Here’s the problem with this kind of egregious thinking—the Bible, which happens to be a book of religious beliefs and values, has some definitive things to say about contemporary cultural issues that often hold center stage in the national conversation. This includes topics such as the definition of marriage, fornication, adultery, abortion, the sanctity of life and same sex attraction or behavior. In fact the world’s three major religions, Christianity, Judaism and Islam, all take similar positions regarding the subject of homosexuality.
So when a citizen like Cochran—completely and legally within the practice of his faith tradition—simply says that his spiritual value system describes certain standards of morality, how is this not about religious beliefs and guaranteed First Amendment rights? It should be noted that there has never been a claim of discrimination against Cochran toward the LGBT community in his role as the Fire Chief.
An editorial by the New York Times attempted to falsely argue that because Cochran worked within the public arena, the Mayor’s action was justified. This story is not about the separation of church and state, but about state censorship and a power grab over religious beliefs and practice. Listen to the words of our first President, George Washington, in writing to his troops at Valley Forge in 1778, “While we are zealously performing the duties of good citizens and soldiers, we certainly ought not to be inattentive to the higher duties of religion.
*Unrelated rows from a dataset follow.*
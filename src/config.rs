//! Configuration management for sumo-source
//!
//! This module loads the Sumo Logic API settings (`sumologic.{yml,yaml,json,toml}`)
//! and the source task files from the configuration directory.

use crate::apply::ApplyConfig;
use crate::sumologic::{DEFAULT_API_ENDPOINT, DEFAULT_REQUEST_TIMEOUT};
use anyhow::{Context, Result};
use serde::{Deserialize, Serialize};
use std::fs;
use std::path::{Path, PathBuf};

/// Base name of the API settings file
pub const SUMO_CONFIG_NAME: &str = "sumologic";

/// Environment variable overriding the API username (access id)
pub const ENV_USERNAME: &str = "SUMOLOGIC_USERNAME";
/// Environment variable overriding the API password (access key)
pub const ENV_PASSWORD: &str = "SUMOLOGIC_PASSWORD";
/// Environment variable overriding the API endpoint
pub const ENV_API_ENDPOINT: &str = "SUMOLOGIC_API_ENDPOINT";

const SUPPORTED_EXTENSIONS: [&str; 4] = ["yml", "yaml", "json", "toml"];

/// Sumo Logic API configuration
#[derive(Debug, Clone, Serialize, Deserialize)]
pub struct SumoConfig {
    /// Skip every source task without contacting the API
    #[serde(default)]
    pub disabled: bool,
    /// API access id
    #[serde(default, alias = "userID", alias = "access_id")]
    pub username: String,
    /// API access key
    #[serde(default, alias = "access_key")]
    pub password: String,
    /// Base URL of the API
    #[serde(default = "default_api_endpoint")]
    pub api_endpoint: String,
    /// Page size requested when listing collectors
    #[serde(default)]
    pub api_collectors_limit: Option<u32>,
    /// Collector to manage (defaults to the host name)
    #[serde(default)]
    pub collector_name: Option<String>,
    /// Also match `<name>-<13 digit timestamp>` collectors
    #[serde(default)]
    pub match_timestamped_names: bool,
    /// Retry budget in seconds for read requests (no retry when unset)
    #[serde(default)]
    pub timeout: Option<u64>,
    /// Timeout in seconds for a single HTTP attempt
    #[serde(default = "default_request_timeout")]
    pub request_timeout: u64,
}

/// Default API endpoint
pub fn default_api_endpoint() -> String {
    DEFAULT_API_ENDPOINT.to_string()
}

/// Default per-attempt timeout (30 seconds)
pub fn default_request_timeout() -> u64 {
    DEFAULT_REQUEST_TIMEOUT.as_secs()
}

impl Default for SumoConfig {
    fn default() -> Self {
        Self {
            disabled: false,
            username: String::new(),
            password: String::new(),
            api_endpoint: default_api_endpoint(),
            api_collectors_limit: None,
            collector_name: None,
            match_timestamped_names: false,
            timeout: None,
            request_timeout: default_request_timeout(),
        }
    }
}

impl SumoConfig {
    /// Apply `SUMOLOGIC_*` environment overrides
    pub fn apply_env_overrides(&mut self) {
        self.apply_overrides_from(|key| std::env::var(key).ok());
    }

    fn apply_overrides_from(&mut self, lookup: impl Fn(&str) -> Option<String>) {
        if let Some(username) = lookup(ENV_USERNAME) {
            self.username = username;
        }
        if let Some(password) = lookup(ENV_PASSWORD) {
            self.password = password;
        }
        if let Some(endpoint) = lookup(ENV_API_ENDPOINT) {
            self.api_endpoint = endpoint;
        }
    }

    /// Check that the settings are usable for API calls
    pub fn validate(&self) -> Result<()> {
        if self.disabled {
            return Ok(());
        }
        if self.username.is_empty() {
            anyhow::bail!(
                "Sumo Logic username is not configured (set `username` or {})",
                ENV_USERNAME
            );
        }
        if self.password.is_empty() {
            anyhow::bail!(
                "Sumo Logic password is not configured (set `password` or {})",
                ENV_PASSWORD
            );
        }
        if self.api_endpoint.is_empty() {
            anyhow::bail!("Sumo Logic api_endpoint cannot be empty");
        }
        if self.request_timeout == 0 {
            anyhow::bail!("request_timeout must be greater than zero");
        }
        if self.timeout == Some(0) {
            anyhow::bail!("timeout must be greater than zero");
        }
        Ok(())
    }

    /// Name of the collector to manage
    pub fn resolve_collector_name(&self) -> Result<String> {
        if let Some(name) = &self.collector_name {
            return Ok(name.clone());
        }

        hostname::get()
            .context("Failed to determine host name for collector")?
            .into_string()
            .map_err(|name| anyhow::anyhow!("Host name is not valid UTF-8: {:?}", name))
    }
}

/// Load the Sumo Logic settings from the config directory.
///
/// Missing files yield the defaults; environment overrides are applied last.
pub fn load_sumo_config(config_dir: &Path) -> Result<SumoConfig> {
    let mut config = match find_sumo_config_file(config_dir) {
        Some(path) => {
            let contents = fs::read_to_string(&path)
                .with_context(|| format!("Failed to read {}", path.display()))?;
            parse_config_file(&path, &contents)?
        }
        None => SumoConfig::default(),
    };

    config.apply_env_overrides();
    Ok(config)
}

fn find_sumo_config_file(config_dir: &Path) -> Option<PathBuf> {
    SUPPORTED_EXTENSIONS
        .iter()
        .map(|ext| config_dir.join(format!("{}.{}", SUMO_CONFIG_NAME, ext)))
        .find(|path| path.is_file())
}

fn parse_config_file<T: serde::de::DeserializeOwned>(path: &Path, contents: &str) -> Result<T> {
    let parsed = match path.extension().and_then(|s| s.to_str()) {
        Some("json") => serde_json::from_str(contents)
            .with_context(|| format!("Invalid JSON in {}", path.display()))?,
        Some("toml") => toml::from_str(contents)
            .with_context(|| format!("Invalid TOML in {}", path.display()))?,
        Some("yaml") | Some("yml") => serde_yaml::from_str(contents)
            .with_context(|| format!("Invalid YAML in {}", path.display()))?,
        _ => {
            return Err(anyhow::anyhow!(
                "Unsupported config file format: {}",
                path.display()
            ))
        }
    };
    Ok(parsed)
}

/// Load and merge every source task file in the config directory
pub fn load_apply_config(config_dir: &Path) -> Result<ApplyConfig> {
    let files = find_config_files(config_dir, "sources")?;

    if files.is_empty() {
        return Err(anyhow::anyhow!(
            "No source configuration files found in {}",
            config_dir.display()
        ));
    }

    let mut merged = ApplyConfig::default();
    for path in &files {
        tracing::debug!("Loading source config from: {}", path.display());

        let contents = fs::read_to_string(path)
            .with_context(|| format!("Failed to read {}", path.display()))?;
        let config: ApplyConfig = parse_config_file(path, &contents)?;
        merged.merge(config);
    }

    tracing::debug!(
        "Loaded {} source tasks from {} files",
        merged.tasks.len(),
        files.len()
    );
    Ok(merged)
}

/// Find task files, `{prefix}.*` first and the rest by name.
///
/// The API settings file, hidden files and backups are skipped.
fn find_config_files(config_dir: &Path, prefix: &str) -> Result<Vec<PathBuf>> {
    if !config_dir.exists() {
        return Err(anyhow::anyhow!(
            "Config directory does not exist: {}",
            config_dir.display()
        ));
    }

    let mut config_files = Vec::new();
    for entry in fs::read_dir(config_dir)? {
        let path = entry?.path();
        if !path.is_file() {
            continue;
        }

        let Some(file_name) = path.file_name().and_then(|n| n.to_str()) else {
            continue;
        };
        if file_name.ends_with(".bak")
            || file_name.starts_with('.')
            || file_name.starts_with(&format!("{}.", SUMO_CONFIG_NAME))
        {
            continue;
        }

        let supported = path
            .extension()
            .and_then(|e| e.to_str())
            .map(|ext| SUPPORTED_EXTENSIONS.contains(&ext))
            .unwrap_or(false);
        if supported {
            config_files.push(path);
        }
    }

    let prefix = format!("{}.", prefix);
    config_files.sort_by(|a, b| {
        let a_name = a.file_name().and_then(|n| n.to_str()).unwrap_or("");
        let b_name = b.file_name().and_then(|n| n.to_str()).unwrap_or("");
        let a_is_prefix = a_name.starts_with(&prefix);
        let b_is_prefix = b_name.starts_with(&prefix);

        b_is_prefix.cmp(&a_is_prefix).then_with(|| a_name.cmp(b_name))
    });

    Ok(config_files)
}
To the distinguished character of Patriot, it should be our highest glory to laud the more distinguished character of Christian.”
Since Washington read and observed the same Bible that Cochran was referencing in his paperback, perhaps the New York Times would call for Washington’s impeachment at such public commentary, or Mayor Reed would fire him as Supreme Commander of the Continental Army should he have the authority to do so. Mayor Reed and the editors at the Times need look no further than the mirror to see the real bullies here and even though they proclaim to care about discrimination and intolerance, yet are the ones who model it in their actions.
The questions we should all be concerned about are: Where does this kind of censorship end? When will it touch an area of my life that matters personally? When is this going to happen in my own city or town? At what point will I feel compelled to stand up? Speak up? Take action?
Kudos to folks like Franklin Graham of the Billy Graham Evangelistic Association and Todd Starnes, host of Fox News & Commentary, who are supporting Cochran. These kinds of concerns (see also religious schools having to fight the federal government and the Houston Mayor’s ongoing harassment of local pastors) are the very issues we are fighting for on your behalf here at the Congressional Prayer Caucus Foundation.
Freedom came with our Founding Fathers, but it came with a price. Men and women willingly laid down their fortunes and even their lives to boldly stand up and be counted faithful to their core values and principles. Today in America, too many have succumbed to pressure tactics by anti-faith entities and are afraid to challenge the rolling tide of postmodern rhetoric.
The first three words to the United States Constitution are, “We the people,” not “We the newspaper editors” or “We the Atlanta Mayor’s administration.” This country was founded by godly men and on Judeo-Christian principles. It’s time to reclaim our heritage and fight back. Won’t you join us? Please pray for discernment, wisdom, boldness and the necessary resources to make a difference.